Read through the listing, and wherever a line holds the word "FileStatus", return it.

= = =

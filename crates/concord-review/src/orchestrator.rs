//! Per-file state machine: rules, chunks, attempts, votes, merge.

use std::fmt;
use std::path::Path;
use std::sync::Arc;
use std::time::Instant;

use concord_chunk::{Chunker, HeuristicTokenizer, Tokenizer};
use concord_core::{CheckSettings, ConcordError, FileResult, Finding};

use crate::attempt::AttemptRunner;
use crate::consensus::aggregate;
use crate::llm::LlmGateway;
use crate::merge::merge_findings;
use crate::progress::{NoProgress, ProgressEvent, ProgressSink};
use crate::provider::RuleProvider;
use crate::validate::line_thresholds;

/// The external pieces a check needs.
#[derive(Clone)]
pub struct Collaborators {
    pub gateway: Arc<dyn LlmGateway>,
    pub rules: Arc<dyn RuleProvider>,
    pub tokenizer: Arc<dyn Tokenizer>,
    pub progress: Arc<dyn ProgressSink>,
}

impl Collaborators {
    /// Heuristic tokenizer and no progress reporting.
    pub fn new(gateway: Arc<dyn LlmGateway>, rules: Arc<dyn RuleProvider>) -> Self {
        Self {
            gateway,
            rules,
            tokenizer: Arc::new(HeuristicTokenizer::default()),
            progress: Arc::new(NoProgress),
        }
    }

    pub fn with_tokenizer(mut self, tokenizer: Arc<dyn Tokenizer>) -> Self {
        self.tokenizer = tokenizer;
        self
    }

    pub fn with_progress(mut self, progress: Arc<dyn ProgressSink>) -> Self {
        self.progress = progress;
        self
    }
}

/// Where a file check stood when it stopped.
#[derive(Debug, Clone, Copy, PartialEq, Eq)]
pub enum FileStage {
    Start,
    RulesLoaded,
    Chunked,
    ChunkRunning,
    MergeDone,
}

impl fmt::Display for FileStage {
    fn fmt(&self, f: &mut fmt::Formatter<'_>) -> fmt::Result {
        let s = match self {
            FileStage::Start => "start",
            FileStage::RulesLoaded => "rules_loaded",
            FileStage::Chunked => "chunked",
            FileStage::ChunkRunning => "chunk_running",
            FileStage::MergeDone => "merge_done",
        };
        f.write_str(s)
    }
}

/// Checks one file end to end.
///
/// The whole-file timeout is applied by the scheduler, not here.
pub struct FileChecker {
    rules: Arc<dyn RuleProvider>,
    chunker: Chunker,
    attempts: AttemptRunner,
    progress: Arc<dyn ProgressSink>,
    consensus_ratio: f64,
}

impl FileChecker {
    pub fn new(collaborators: &Collaborators, settings: &CheckSettings) -> Self {
        Self {
            rules: Arc::clone(&collaborators.rules),
            chunker: Chunker::new(
                Arc::clone(&collaborators.tokenizer),
                settings.chunk_token_limit,
                settings.effective_overlap(),
            ),
            attempts: AttemptRunner::new(Arc::clone(&collaborators.gateway), settings)
                .with_progress(Arc::clone(&collaborators.progress)),
            progress: Arc::clone(&collaborators.progress),
            consensus_ratio: settings.consensus_ratio,
        }
    }

    /// Replace the attempt runner, e.g. to shorten its timeout.
    pub fn with_attempts(mut self, attempts: AttemptRunner) -> Self {
        self.attempts = attempts;
        self
    }

    /// Check `path`. Errors become a [`FileStatus::Failed`] result that
    /// names the stage reached.
    ///
    /// [`FileStatus::Failed`]: concord_core::FileStatus::Failed
    pub async fn check_file(&self, path: &Path) -> FileResult {
        let started = Instant::now();
        let mut stage = FileStage::Start;
        let mut result = match self.run(path, &mut stage).await {
            Ok(result) => result,
            Err(e) => {
                tracing::warn!(path = %path.display(), %stage, error = %e, "file check failed");
                FileResult::failed(path, format!("{stage}: {e}"))
            }
        };
        result.duration_ms = started.elapsed().as_millis() as u64;
        result
    }

    async fn run(&self, path: &Path, stage: &mut FileStage) -> Result<FileResult, ConcordError> {
        let file = path.to_path_buf();
        self.progress.on_event(&ProgressEvent::Start { file: file.clone() });

        let rules = self.rules.applicable_rules(path)?;
        *stage = FileStage::RulesLoaded;
        self.progress.on_event(&ProgressEvent::RulesLoaded {
            file: file.clone(),
            rules: rules.len(),
        });
        if rules.is_empty() {
            tracing::debug!(path = %path.display(), "no applicable rules, skipping");
            return Ok(FileResult::skipped(path));
        }

        let content = tokio::fs::read_to_string(path).await?;

        let chunks = self.chunker.chunk(path, &content);
        *stage = FileStage::Chunked;
        self.progress.on_event(&ProgressEvent::Chunked {
            file: file.clone(),
            chunks: chunks.len(),
        });

        *stage = FileStage::ChunkRunning;
        let mut collected: Vec<Finding> = Vec::new();
        let mut failed_chunks = 0;
        for chunk in &chunks {
            self.progress.on_event(&ProgressEvent::ChunkStart {
                file: file.clone(),
                index: chunk.index,
                total: chunks.len(),
                start_line: chunk.start_line,
                end_line: chunk.end_line,
            });

            let attempts = self.attempts.run(chunk, &rules).await;
            let failed = attempts.iter().all(|a| !a.is_completed());
            let findings = if failed {
                failed_chunks += 1;
                tracing::warn!(
                    path = %path.display(),
                    chunk = chunk.index,
                    lines = %format!("{}-{}", chunk.start_line, chunk.end_line),
                    "every attempt failed for chunk"
                );
                Vec::new()
            } else {
                let per_attempt: Vec<Vec<Finding>> =
                    attempts.into_iter().map(|a| a.findings).collect();
                aggregate(&per_attempt, self.consensus_ratio)
            };

            self.progress.on_event(&ProgressEvent::ChunkDone {
                file: file.clone(),
                index: chunk.index,
                findings: findings.len(),
                failed,
            });
            collected.extend(findings);
        }
        if failed_chunks > 0 {
            tracing::warn!(
                path = %path.display(),
                failed_chunks,
                total = chunks.len(),
                "some chunks produced no usable attempt"
            );
        }

        let merged = merge_findings(collected, &line_thresholds(&rules));
        *stage = FileStage::MergeDone;
        self.progress.on_event(&ProgressEvent::MergeDone {
            file,
            findings: merged.len(),
        });

        let mut result = FileResult::success(path, merged);
        result.chunk_count = chunks.len();
        result.failed_chunks = failed_chunks;
        Ok(result)
    }
}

= = =

WORKED SOLUTION
    /// Check `path`. Errors become a [`FileStatus::Failed`] result that
    /// [`FileStatus::Failed`]: concord_core::FileStatus::Failed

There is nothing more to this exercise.